Find and copy each line of the records where the string "false" shows up.

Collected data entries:
========

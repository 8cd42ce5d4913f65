//! 翻页驱动 - 流程层
//!
//! 状态机：
//! 1. Start：拆分模块 → 入口检查 → 请求求值
//! 2. Fetching：按 usesApi 获取当前 URL 的内容
//! 3. Extracting：注入 logic，得到 ExtractionResult
//! 4. Deciding：nextUrl 非空则回到 Fetching，否则结束
//!
//! nextUrl 来自不可信的模块输出，因此循环有页数上限，
//! 并且遇到已访问过的 URL 时停止。

use std::collections::HashSet;

use crate::error::{AppResult, Stage};
use crate::events::{EventSink, PipelineEvent};
use crate::models::{ExtractionResult, ModuleSource, RequestSpec};
use crate::services::{
    split, AcquisitionMode, ContentAcquirer, LogicInjector, RequestEvaluator,
};

/// 第一页的来源
#[derive(Debug, Clone, PartialEq, Eq)]
pub enum Seed {
    /// 查询词，填入请求模板的 `<query>`
    Query(String),
    /// 直接使用的 URL
    Url(String),
}

/// 翻页策略
#[derive(Debug, Clone, Copy, PartialEq, Eq)]
pub struct PaginationPolicy {
    /// 最多获取的页数
    pub max_pages: usize,
    /// 是否跟随 nextUrl；为 false 时只跑一页，nextUrl 留给调用方
    pub follow_next: bool,
}

impl PaginationPolicy {
    pub fn follow(max_pages: usize) -> Self {
        Self {
            max_pages: max_pages.max(1),
            follow_next: true,
        }
    }

    pub fn single_page() -> Self {
        Self {
            max_pages: 1,
            follow_next: false,
        }
    }
}

/// 结束原因
#[derive(Debug, Clone, Copy, PartialEq, Eq)]
pub enum StopReason {
    /// 没有下一页
    Exhausted,
    /// 达到页数上限
    PageLimit,
    /// nextUrl 重复
    Cycle,
    /// 只跑一页，nextUrl 交给调用方
    HandedOff,
}

/// 已准备好的模块（Start 阶段的产物）
#[derive(Debug, Clone)]
pub struct PreparedModule {
    pub name: String,
    pub spec: RequestSpec,
    pub logic_fragment: String,
}

/// 一个模块的完整翻页结果
#[derive(Debug, Clone)]
pub struct ModuleRun {
    pub module: String,
    pub results: Vec<ExtractionResult>,
    pub stop: StopReason,
}

impl ModuleRun {
    /// 最后一页给出的 nextUrl
    pub fn last_next_url(&self) -> Option<&str> {
        self.results.last().and_then(|r| r.next_url.as_deref())
    }
}

/// 翻页驱动
pub struct PaginationDriver<'a> {
    evaluator: &'a RequestEvaluator,
    acquirer: ContentAcquirer<'a>,
    injector: &'a LogicInjector,
    sink: &'a dyn EventSink,
}

impl<'a> PaginationDriver<'a> {
    pub fn new(
        evaluator: &'a RequestEvaluator,
        acquirer: ContentAcquirer<'a>,
        injector: &'a LogicInjector,
        sink: &'a dyn EventSink,
    ) -> Self {
        Self {
            evaluator,
            acquirer,
            injector,
            sink,
        }
    }

    /// Start 阶段：拆分、入口检查、请求求值
    pub async fn prepare(&self, module: &ModuleSource) -> AppResult<PreparedModule> {
        let name = module.name.as_str();

        let split = split(&module.text).map_err(|e| e.in_stage(name, Stage::Split))?;

        self.evaluator
            .inspect(&module.text)
            .await
            .map_err(|e| e.in_stage(name, Stage::Inspect))?;

        let evaluated = self
            .evaluator
            .evaluate(&split.request_fragment)
            .await
            .map_err(|e| e.in_stage(name, Stage::Evaluate))?;

        for line in evaluated.console {
            self.sink.emit(PipelineEvent::SandboxConsole {
                module: name.to_string(),
                line,
            });
        }

        self.sink.emit(PipelineEvent::RequestEvaluated {
            module: name.to_string(),
            uses_api: evaluated.spec.uses_api(),
            url_template: evaluated.spec.request_url().map(str::to_string),
            imports: evaluated.spec.imports().len(),
        });

        Ok(PreparedModule {
            name: name.to_string(),
            spec: evaluated.spec,
            logic_fragment: split.logic_fragment,
        })
    }

    /// 运行一个模块直到没有下一页（或被策略截断）
    pub async fn run(
        &self,
        module: &ModuleSource,
        seed: &Seed,
        policy: PaginationPolicy,
    ) -> AppResult<ModuleRun> {
        self.sink.emit(PipelineEvent::ModuleStarted {
            module: module.name.clone(),
        });

        let prepared = self.prepare(module).await?;
        let name = prepared.name.as_str();

        let mut url = match seed {
            Seed::Query(query) => prepared
                .spec
                .resolve(query)
                .map_err(|e| e.in_stage(name, Stage::Evaluate))?,
            Seed::Url(url) => url.clone(),
        };

        let mode = AcquisitionMode::for_spec(&prepared.spec);
        let mut visited = HashSet::new();
        let mut results: Vec<ExtractionResult> = Vec::new();

        let stop = loop {
            visited.insert(url.clone());
            let cycle = results.len() + 1;

            self.sink.emit(PipelineEvent::Fetching {
                module: name.to_string(),
                cycle,
                url: url.clone(),
                mode,
            });

            let content = self
                .acquirer
                .acquire(&prepared.spec, &url)
                .await
                .map_err(|e| e.in_stage(name, Stage::Acquire))?;

            self.sink.emit(PipelineEvent::ContentAcquired {
                module: name.to_string(),
                cycle,
                mode: content.mode(),
                url: content.url().to_string(),
                bytes: content.html().len(),
            });

            let result = self
                .injector
                .inject(content, &prepared.logic_fragment)
                .await
                .map_err(|e| e.in_stage(name, Stage::Extract))?;

            self.sink.emit(PipelineEvent::ResultExtracted {
                module: name.to_string(),
                cycle,
                result: result.clone(),
            });

            let next = result.next_url.clone();
            results.push(result);

            let Some(next) = next else {
                break StopReason::Exhausted;
            };
            if !policy.follow_next {
                break StopReason::HandedOff;
            }
            if visited.contains(&next) {
                self.sink.emit(PipelineEvent::CycleDetected {
                    module: name.to_string(),
                    url: next,
                });
                break StopReason::Cycle;
            }
            if results.len() >= policy.max_pages {
                self.sink.emit(PipelineEvent::PageLimitReached {
                    module: name.to_string(),
                    limit: policy.max_pages,
                    pending_url: next,
                });
                break StopReason::PageLimit;
            }

            url = next;
        };

        self.sink.emit(PipelineEvent::ModuleFinished {
            module: name.to_string(),
            pages: results.len(),
        });

        Ok(ModuleRun {
            module: name.to_string(),
            results,
            stop,
        })
    }
}
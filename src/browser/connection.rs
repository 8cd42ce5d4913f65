use chromiumoxide::Browser;
use futures::StreamExt;
use tokio::task::JoinHandle;
use tracing::{debug, error, info};

use crate::error::{AcquisitionError, AppResult};

/// 连接到已在运行的浏览器（通过远程调试端口）
///
/// 适合调试模块时观察页面：浏览器不由本程序关闭
pub async fn connect_to_browser(port: u16) -> AppResult<(Browser, JoinHandle<()>)> {
    let browser_url = format!("http://localhost:{}", port);
    info!("正在连接到浏览器: {}", browser_url);

    let (browser, mut handler) = Browser::connect(&browser_url).await.map_err(|e| {
        error!("连接浏览器失败: {}", e);
        AcquisitionError::BrowserLaunch {
            message: format!("无法连接到 {}: {}", browser_url, e),
        }
    })?;
    debug!("浏览器连接成功");

    // 在后台处理浏览器事件
    let handle = tokio::spawn(async move {
        while let Some(h) = handler.next().await {
            if h.is_err() {
                break;
            }
        }
    });

    Ok((browser, handle))
}
pub mod extraction;
pub mod loaders;
pub mod metadata;
pub mod module_source;
pub mod request_spec;

pub use extraction::{ExtractionResult, RESULT_CONTAINER_ID};
pub use loaders::{load_metadata, load_module, ModuleCatalog};
pub use metadata::ProjectMetadata;
pub use module_source::{ModuleKind, ModuleSource};
pub use request_spec::RequestSpec;
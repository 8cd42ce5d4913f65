//! 内容获取 - 业务能力层
//!
//! - API 模式：直接请求 JSON，包装成合成 HTML 后载入页面（不导航）
//! - 浏览器模式：禁用脚本导航到目标页面，再启用脚本并加载 imports（不直接请求）

use std::fmt::{self, Display};

use tracing::debug;

use crate::browser::{PageRenderer, RenderedPage};
use crate::error::{AcquisitionError, AppResult};
use crate::infrastructure::ApiFetcher;
use crate::models::RequestSpec;
use crate::services::html_wrapper;

/// 获取方式
#[derive(Debug, Clone, Copy, PartialEq, Eq)]
pub enum AcquisitionMode {
    /// 浏览器渲染页面
    Browser,
    /// 直接请求 API
    Api,
}

impl AcquisitionMode {
    pub fn for_spec(spec: &RequestSpec) -> Self {
        if spec.uses_api() {
            AcquisitionMode::Api
        } else {
            AcquisitionMode::Browser
        }
    }
}

impl Display for AcquisitionMode {
    fn fmt(&self, f: &mut fmt::Formatter<'_>) -> fmt::Result {
        match self {
            AcquisitionMode::Browser => f.write_str("browser"),
            AcquisitionMode::Api => f.write_str("api"),
        }
    }
}

/// 获取到的内容
///
/// 持有已载入内容的页面，交给 logic 注入后释放
pub struct AcquiredContent {
    mode: AcquisitionMode,
    url: String,
    html: String,
    page: Box<dyn RenderedPage>,
}

impl AcquiredContent {
    pub fn mode(&self) -> AcquisitionMode {
        self.mode
    }

    /// 内容来源地址
    pub fn url(&self) -> &str {
        &self.url
    }

    /// 载入时的 HTML 快照（API 模式下为合成文档）
    pub fn html(&self) -> &str {
        &self.html
    }

    pub(crate) fn into_page(self) -> Box<dyn RenderedPage> {
        self.page
    }
}

impl fmt::Debug for AcquiredContent {
    fn fmt(&self, f: &mut fmt::Formatter<'_>) -> fmt::Result {
        f.debug_struct("AcquiredContent")
            .field("mode", &self.mode)
            .field("url", &self.url)
            .field("html_len", &self.html.len())
            .finish()
    }
}

/// 内容获取器
pub struct ContentAcquirer<'a> {
    fetcher: &'a dyn ApiFetcher,
    renderer: &'a dyn PageRenderer,
}

impl<'a> ContentAcquirer<'a> {
    pub fn new(fetcher: &'a dyn ApiFetcher, renderer: &'a dyn PageRenderer) -> Self {
        Self { fetcher, renderer }
    }

    /// 按请求描述获取 `url` 的内容
    pub async fn acquire(&self, spec: &RequestSpec, url: &str) -> AppResult<AcquiredContent> {
        match AcquisitionMode::for_spec(spec) {
            AcquisitionMode::Api => self.acquire_api(url).await,
            AcquisitionMode::Browser => self.acquire_page(spec, url).await,
        }
    }

    async fn acquire_api(&self, url: &str) -> AppResult<AcquiredContent> {
        let json = self.fetcher.fetch_json(url).await?;
        let text = serde_json::to_string(&json).map_err(|source| AcquisitionError::NotJson {
            url: url.to_string(),
            source,
        })?;

        let html = html_wrapper::wrap(&text);
        let page = self.renderer.open_html(&html).await?;

        Ok(AcquiredContent {
            mode: AcquisitionMode::Api,
            url: url.to_string(),
            html,
            page,
        })
    }

    async fn acquire_page(&self, spec: &RequestSpec, url: &str) -> AppResult<AcquiredContent> {
        let page = self.renderer.open_url(url).await?;

        let html = match page.html().await {
            Ok(html) => html,
            Err(e) => {
                let _ = page.close().await;
                return Err(e);
            }
        };

        for import in spec.imports() {
            debug!("加载 import: {}", import);
            if let Err(e) = page.add_script_url(import).await {
                let _ = page.close().await;
                return Err(e);
            }
        }

        Ok(AcquiredContent {
            mode: AcquisitionMode::Browser,
            url: url.to_string(),
            html,
            page,
        })
    }
}
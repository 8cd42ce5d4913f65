//! 编排层（Orchestration Layer）
//!
//! ## 模块划分
//!
//! ### `app` - 应用
//! - 检查项目目录（metadata.json）
//! - 持有 API 客户端、浏览器渲染器和沙箱
//! - 按模式选择模块目录，输出全局统计
//!
//! ### `batch_runner` - 批量运行器
//! - 按文件名顺序逐个运行模块
//! - 单个模块失败只记录，继续下一个
//! - 独立种子或链式种子
//!
//! ## 层次关系
//!
//! ```text
//! app (选择 ModuleCatalog)
//!     ↓
//! batch_runner (处理 Vec<ModuleSource>)
//!     ↓
//! workflow::PaginationDriver (处理单个模块的翻页)
//!     ↓
//! services (拆分 / 求值 / 获取 / 注入)
//!     ↓
//! infrastructure + browser (沙箱、HTTP、Chromium)
//! ```

pub mod app;
pub mod batch_runner;

pub use app::{App, RunMode, RunRequest};
pub use batch_runner::{BatchRunner, FailedModule, RunSummary};
//! logic 脚本的提取结果

use serde_json::Value as JsonValue;

use crate::error::{AppResult, ExtractionError};

/// 结果容器的元素 id
pub const RESULT_CONTAINER_ID: &str = "chouten";

/// 提取结果
#[derive(Debug, Clone, PartialEq)]
pub struct ExtractionResult {
    /// logic 写入容器的完整 JSON
    pub payload: JsonValue,
    /// 下一页地址，空字符串视为没有
    pub next_url: Option<String>,
}

impl ExtractionResult {
    /// 从容器文本解析结果
    pub fn parse(raw: &str) -> AppResult<Self> {
        let text = raw.trim();
        if text.is_empty() {
            return Err(ExtractionError::EmptyContainer {
                container: RESULT_CONTAINER_ID,
            }
            .into());
        }

        let payload: JsonValue =
            serde_json::from_str(text).map_err(|source| ExtractionError::NotJson { source })?;
        let next_url = payload
            .get("nextUrl")
            .and_then(|v| v.as_str())
            .map(str::trim)
            .filter(|s| !s.is_empty())
            .map(str::to_string);

        Ok(Self { payload, next_url })
    }

    /// 格式化后的 payload，用于日志输出
    pub fn pretty(&self) -> String {
        serde_json::to_string_pretty(&self.payload).unwrap_or_else(|_| self.payload.to_string())
    }
}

========

Answer section:
    /// 是否跟随 nextUrl；为 false 时只跑一页，nextUrl 留给调用方
            follow_next: false,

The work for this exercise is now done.